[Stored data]
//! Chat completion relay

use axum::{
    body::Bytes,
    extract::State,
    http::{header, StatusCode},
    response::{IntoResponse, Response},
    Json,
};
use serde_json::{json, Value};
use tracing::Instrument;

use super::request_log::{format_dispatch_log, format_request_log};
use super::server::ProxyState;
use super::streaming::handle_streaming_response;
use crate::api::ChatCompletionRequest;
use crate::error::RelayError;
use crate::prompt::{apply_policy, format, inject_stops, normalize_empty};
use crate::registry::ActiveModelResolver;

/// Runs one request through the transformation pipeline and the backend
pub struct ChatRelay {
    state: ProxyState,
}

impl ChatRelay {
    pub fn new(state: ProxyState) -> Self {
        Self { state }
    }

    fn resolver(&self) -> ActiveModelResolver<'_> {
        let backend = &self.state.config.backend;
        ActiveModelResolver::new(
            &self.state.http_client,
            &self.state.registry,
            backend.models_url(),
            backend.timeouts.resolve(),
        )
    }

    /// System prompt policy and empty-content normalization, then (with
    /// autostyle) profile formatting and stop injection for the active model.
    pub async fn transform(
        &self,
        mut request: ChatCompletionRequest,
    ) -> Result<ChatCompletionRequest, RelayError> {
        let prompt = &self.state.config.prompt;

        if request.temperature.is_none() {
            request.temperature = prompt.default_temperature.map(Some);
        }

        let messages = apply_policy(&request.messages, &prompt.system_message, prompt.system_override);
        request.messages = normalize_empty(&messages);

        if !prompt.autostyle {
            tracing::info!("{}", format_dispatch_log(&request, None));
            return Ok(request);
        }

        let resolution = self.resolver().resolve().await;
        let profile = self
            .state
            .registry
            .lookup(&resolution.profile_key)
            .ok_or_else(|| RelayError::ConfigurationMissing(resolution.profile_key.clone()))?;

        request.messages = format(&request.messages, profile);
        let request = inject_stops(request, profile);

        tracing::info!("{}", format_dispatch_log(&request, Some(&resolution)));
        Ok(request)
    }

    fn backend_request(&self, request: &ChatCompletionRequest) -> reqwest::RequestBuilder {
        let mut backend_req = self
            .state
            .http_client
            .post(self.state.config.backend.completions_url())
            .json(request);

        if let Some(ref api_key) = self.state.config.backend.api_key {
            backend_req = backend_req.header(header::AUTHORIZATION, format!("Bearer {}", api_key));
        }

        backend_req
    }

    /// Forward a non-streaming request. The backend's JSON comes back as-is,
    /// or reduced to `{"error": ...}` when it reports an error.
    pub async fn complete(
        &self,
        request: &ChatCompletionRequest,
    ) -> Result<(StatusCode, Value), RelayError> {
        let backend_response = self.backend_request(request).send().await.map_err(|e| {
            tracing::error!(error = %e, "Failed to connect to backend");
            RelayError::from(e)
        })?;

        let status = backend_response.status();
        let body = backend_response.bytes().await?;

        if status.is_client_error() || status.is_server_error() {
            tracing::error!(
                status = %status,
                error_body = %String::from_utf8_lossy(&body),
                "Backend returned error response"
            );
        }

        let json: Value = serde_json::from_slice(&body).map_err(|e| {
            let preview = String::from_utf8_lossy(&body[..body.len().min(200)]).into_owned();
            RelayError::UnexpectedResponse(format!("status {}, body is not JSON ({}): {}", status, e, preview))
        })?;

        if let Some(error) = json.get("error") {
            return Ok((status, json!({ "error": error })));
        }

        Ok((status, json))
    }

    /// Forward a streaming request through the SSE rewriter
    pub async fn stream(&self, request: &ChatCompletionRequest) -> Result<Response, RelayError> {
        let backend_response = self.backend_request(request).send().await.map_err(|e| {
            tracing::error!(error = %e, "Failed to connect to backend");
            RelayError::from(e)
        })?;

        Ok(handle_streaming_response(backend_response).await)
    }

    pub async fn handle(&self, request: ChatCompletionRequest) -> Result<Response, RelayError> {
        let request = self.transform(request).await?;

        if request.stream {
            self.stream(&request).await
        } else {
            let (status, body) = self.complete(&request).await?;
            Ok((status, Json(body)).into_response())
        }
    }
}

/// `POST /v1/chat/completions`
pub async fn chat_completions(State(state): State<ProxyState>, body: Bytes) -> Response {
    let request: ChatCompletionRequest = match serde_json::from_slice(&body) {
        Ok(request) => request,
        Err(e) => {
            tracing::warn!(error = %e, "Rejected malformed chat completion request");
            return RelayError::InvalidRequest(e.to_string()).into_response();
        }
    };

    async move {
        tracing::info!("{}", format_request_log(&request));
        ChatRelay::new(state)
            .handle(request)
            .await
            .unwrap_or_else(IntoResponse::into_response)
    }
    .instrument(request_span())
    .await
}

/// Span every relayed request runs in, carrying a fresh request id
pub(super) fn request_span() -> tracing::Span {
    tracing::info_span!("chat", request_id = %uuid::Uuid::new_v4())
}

### [Task details]
Repeat each line of the data above, exactly as it appears, from the first through the line that contains "use super::server::ProxyState;".

### [Response to this task]
//! Chat completion relay

use axum::{
    body::Bytes,
    extract::State,
    http::{header, StatusCode},
    response::{IntoResponse, Response},
    Json,
};
use serde_json::{json, Value};
use tracing::Instrument;

use super::request_log::{format_dispatch_log, format_request_log};
use super::server::ProxyState;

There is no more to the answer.